In some strange way, Tom's were gone from him too. He fed her, then limped upstairs and stood for a long time in the shower. He hadn't switched the tank on last night, and the water flowed cold, but he barely noticed. He dressed, paused for long enough to disinfect and plaster the worst of the cuts on his feet and his hands, then went out into the rain-washed morning. The wind was fresh, rich, full of salt. Opening the Land Rover's door, he stood for a moment, letting the air's damp turbulence rock him.

He was here. He was glad he'd booked the locum, but he was here, on his feet in the morning light, not dragging himself off the sofa with the black jaws of his hangover sunk deep inside him. Not crawling out of the pit.

Getting into the truck, he started her up and headed for the road. The rain increased, and he switched on her lights, watched the sweep of the windscreen wipers with a kind of peaceful satisfaction. Clear, he was clear. His mind stretched out like the headlamps, finding the path ahead. He knew, after years of
one drink won't hurt
and
I can deal with it
, that he was and always would be an addict, and that his only salvation—not his cure, never that—lay in absolute sobriety. He knew that he was locked in mourning for one lover, that his efforts to accept another, with this grief unaddressed in his heart, had been hopeless from the beginning.

He knew that he'd lost Flynn. Turning onto the lonely stretch that would take him past Lanyon on the road to the Hawke Lake base, Tom took firm hold of the wheel against the wind's buffeting, set a straight course. He'd lost Flynn, but, God, Flynn didn't have to
be
lost, not to the whole world, not to everything a man like that could have and do if he could be set free. Taking Tremaine from him, turning him in, was not the answer, even if Tom had been sure of his facts, and as time had gone by he was becoming increasingly uncertain. All he could do was tell Flynn what he thought, what he feared, and leave it up to him.

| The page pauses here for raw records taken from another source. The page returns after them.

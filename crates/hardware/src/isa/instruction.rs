//! Decoded MIPS instructions.
//!
//! Every instruction the simulator understands is a variant of the closed
//! [`Instruction`] enum. Register operands are resolved to indices and branch
//! targets to instruction indices by the loader, so the pipeline never sees text.
//! The enum also answers the structural questions the pipeline asks:
//! 1. **Destination:** which register (if any) the instruction writes.
//! 2. **Sources:** which registers must be free of pending writes before it executes.
//! 3. **Class:** which functional group (and dual-track lane) it belongs to.

use std::fmt;

use crate::isa::abi::register_name;

/// Opcode tag, independent of operands.
#[derive(Clone, Copy, Debug, PartialEq, Eq, Hash)]
pub enum Opcode {
    /// `add rd, rs, rt`
    Add,
    /// `sub rd, rs, rt`
    Sub,
    /// `mul rd, rs, rt`
    Mul,
    /// `slt rd, rs, rt`
    Slt,
    /// `addi rt, rs, imm`
    Addi,
    /// `lw rt, offset(base)`
    Lw,
    /// `sw rt, offset(base)`
    Sw,
    /// `beq rs, rt, label`
    Beq,
    /// `bne rs, rt, label`
    Bne,
    /// `j label`
    J,
}

impl Opcode {
    /// Every opcode, in mnemonic order.
    pub const ALL: [Self; 10] = [
        Self::Add,
        Self::Sub,
        Self::Mul,
        Self::Slt,
        Self::Addi,
        Self::Lw,
        Self::Sw,
        Self::Beq,
        Self::Bne,
        Self::J,
    ];

    /// Assembler mnemonic.
    pub const fn mnemonic(self) -> &'static str {
        match self {
            Self::Add => "add",
            Self::Sub => "sub",
            Self::Mul => "mul",
            Self::Slt => "slt",
            Self::Addi => "addi",
            Self::Lw => "lw",
            Self::Sw => "sw",
            Self::Beq => "beq",
            Self::Bne => "bne",
            Self::J => "j",
        }
    }

    /// Looks up an opcode by mnemonic.
    pub fn from_mnemonic(text: &str) -> Option<Self> {
        Self::ALL.into_iter().find(|op| op.mnemonic() == text)
    }

    /// Functional class of the opcode.
    pub const fn class(self) -> InstClass {
        match self {
            Self::Add | Self::Sub | Self::Mul | Self::Slt => InstClass::ArithRegister,
            Self::Addi => InstClass::ArithImmediate,
            Self::Lw => InstClass::Load,
            Self::Sw => InstClass::Store,
            Self::Beq | Self::Bne => InstClass::Branch,
            Self::J => InstClass::Jump,
        }
    }
}

impl fmt::Display for Opcode {
    fn fmt(&self, f: &mut fmt::Formatter<'_>) -> fmt::Result {
        f.write_str(self.mnemonic())
    }
}

/// Functional class assigned at decode.
#[derive(Clone, Copy, Debug, PartialEq, Eq, Hash)]
pub enum InstClass {
    /// Three-register arithmetic (`add`, `sub`, `mul`, `slt`).
    ArithRegister,
    /// Register-immediate arithmetic (`addi`).
    ArithImmediate,
    /// Memory load (`lw`).
    Load,
    /// Memory store (`sw`).
    Store,
    /// Conditional branch (`beq`, `bne`).
    Branch,
    /// Unconditional jump (`j`).
    Jump,
}

impl InstClass {
    /// Execution lane in the dual-track pipeline.
    pub const fn track(self) -> Track {
        match self {
            Self::Load | Self::Store => Track::I,
            Self::ArithRegister | Self::ArithImmediate | Self::Branch | Self::Jump => Track::R,
        }
    }
}

/// Execution lane of the dual-track pipeline.
#[derive(Clone, Copy, Debug, PartialEq, Eq, Hash)]
pub enum Track {
    /// Arithmetic, branch and jump lane: EX then WB.
    R,
    /// Load/store lane: EX, MEM1, MEM2 then WB.
    I,
}

impl fmt::Display for Track {
    fn fmt(&self, f: &mut fmt::Formatter<'_>) -> fmt::Result {
        match self {
            Self::R => f.write_str("R"),
            Self::I => f.write_str("I"),
        }
    }
}

/// A fully resolved instruction.
///
/// Branch and jump targets are instruction indices, not byte addresses.
#[derive(Clone, Copy, Debug, PartialEq, Eq)]
pub enum Instruction {
    /// `rd = rs + rt`
    Add { rd: usize, rs: usize, rt: usize },
    /// `rd = rs - rt`
    Sub { rd: usize, rs: usize, rt: usize },
    /// `rd = rs * rt` (low 32 bits)
    Mul { rd: usize, rs: usize, rt: usize },
    /// `rd = (rs < rt) ? 1 : 0`
    Slt { rd: usize, rs: usize, rt: usize },
    /// `rt = rs + imm`
    Addi { rt: usize, rs: usize, imm: i32 },
    /// `rt = mem[base + offset]`
    Lw { rt: usize, base: usize, offset: i32 },
    /// `mem[base + offset] = rt`
    Sw { rt: usize, base: usize, offset: i32 },
    /// `if rs == rt goto target`
    Beq { rs: usize, rt: usize, target: usize },
    /// `if rs != rt goto target`
    Bne { rs: usize, rt: usize, target: usize },
    /// `goto target`
    J { target: usize },
}

impl Instruction {
    /// Opcode tag of this instruction.
    pub const fn opcode(&self) -> Opcode {
        match self {
            Self::Add { .. } => Opcode::Add,
            Self::Sub { .. } => Opcode::Sub,
            Self::Mul { .. } => Opcode::Mul,
            Self::Slt { .. } => Opcode::Slt,
            Self::Addi { .. } => Opcode::Addi,
            Self::Lw { .. } => Opcode::Lw,
            Self::Sw { .. } => Opcode::Sw,
            Self::Beq { .. } => Opcode::Beq,
            Self::Bne { .. } => Opcode::Bne,
            Self::J { .. } => Opcode::J,
        }
    }

    /// Functional class of this instruction.
    pub const fn class(&self) -> InstClass {
        self.opcode().class()
    }

    /// Register written at write-back, if any.
    pub const fn dest(&self) -> Option<usize> {
        match *self {
            Self::Add { rd, .. }
            | Self::Sub { rd, .. }
            | Self::Mul { rd, .. }
            | Self::Slt { rd, .. } => Some(rd),
            Self::Addi { rt, .. } | Self::Lw { rt, .. } => Some(rt),
            Self::Sw { .. } | Self::Beq { .. } | Self::Bne { .. } | Self::J { .. } => None,
        }
    }

    /// Registers read to compute the result or effective address.
    ///
    /// For stores this is only the base register; the stored value is
    /// reported separately by [`Instruction::store_value_reg`].
    pub const fn operand_regs(&self) -> [Option<usize>; 2] {
        match *self {
            Self::Add { rs, rt, .. }
            | Self::Sub { rs, rt, .. }
            | Self::Mul { rs, rt, .. }
            | Self::Slt { rs, rt, .. }
            | Self::Beq { rs, rt, .. }
            | Self::Bne { rs, rt, .. } => [Some(rs), Some(rt)],
            Self::Addi { rs, .. } => [Some(rs), None],
            Self::Lw { base, .. } | Self::Sw { base, .. } => [Some(base), None],
            Self::J { .. } => [None, None],
        }
    }

    /// Register holding the value a store writes to memory.
    pub const fn store_value_reg(&self) -> Option<usize> {
        match *self {
            Self::Sw { rt, .. } => Some(rt),
            _ => None,
        }
    }

    /// Control-flow target, for branches and jumps.
    pub const fn target(&self) -> Option<usize> {
        match *self {
            Self::Beq { target, .. } | Self::Bne { target, .. } | Self::J { target } => {
                Some(target)
            }
            _ => None,
        }
    }

    /// Whether this instruction takes a number in the dual-track commit order.
    pub const fn is_sequenced(&self) -> bool {
        self.dest().is_some()
    }
}

impl fmt::Display for Instruction {
    fn fmt(&self, f: &mut fmt::Formatter<'_>) -> fmt::Result {
        let r = register_name;
        let op = self.opcode();
        match *self {
            Self::Add { rd, rs, rt }
            | Self::Sub { rd, rs, rt }
            | Self::Mul { rd, rs, rt }
            | Self::Slt { rd, rs, rt } => write!(f, "{op} {}, {}, {}", r(rd), r(rs), r(rt)),
            Self::Addi { rt, rs, imm } => write!(f, "{op} {}, {}, {imm}", r(rt), r(rs)),
            Self::Lw { rt, base, offset } | Self::Sw { rt, base, offset } => {
                write!(f, "{op} {}, {offset}({})", r(rt), r(base))
            }
            Self::Beq { rs, rt, target } | Self::Bne { rs, rt, target } => {
                write!(f, "{op} {}, {}, @{target}", r(rs), r(rt))
            }
            Self::J { target } => write!(f, "{op} @{target}"),
        }
    }
}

The quoit this morning had hidden itself entirely. Tom shook his head, trying to squint through the veils of the rain. No, there it was—crouching low, looking ready to run. He remembered hot light and warm hands on his bare skin, guiding his movements, opening him up. Pain went through him with a clarity that snatched his breath. God, not much hope for him in a bottle now anyway, was there? He'd drunk because he couldn't feel, and the numbness of a skinful was preferable to that dead zone inside. It was all restored to him, the full bloody human birthright—from the stinging ache in his cuts to the tearing, oddly physical sensation of loss in his heart. The piercing joy that lit him up in spite of everything, when he thought of Flynn.

Headlights in the road ahead. Couldn't be, Tom thought calmly, beginning to brake anyway. Too close, too fast, and on the wrong side. He started to pull over. The road curved round to the right here—not much escape for him, and the Rover's tyres were already bouncing and slipping on mud, but plenty of room on the far verge when the other driver saw him. There was a blind crest ahead. Tom, out of evasive manoeuvres, braced and hoped.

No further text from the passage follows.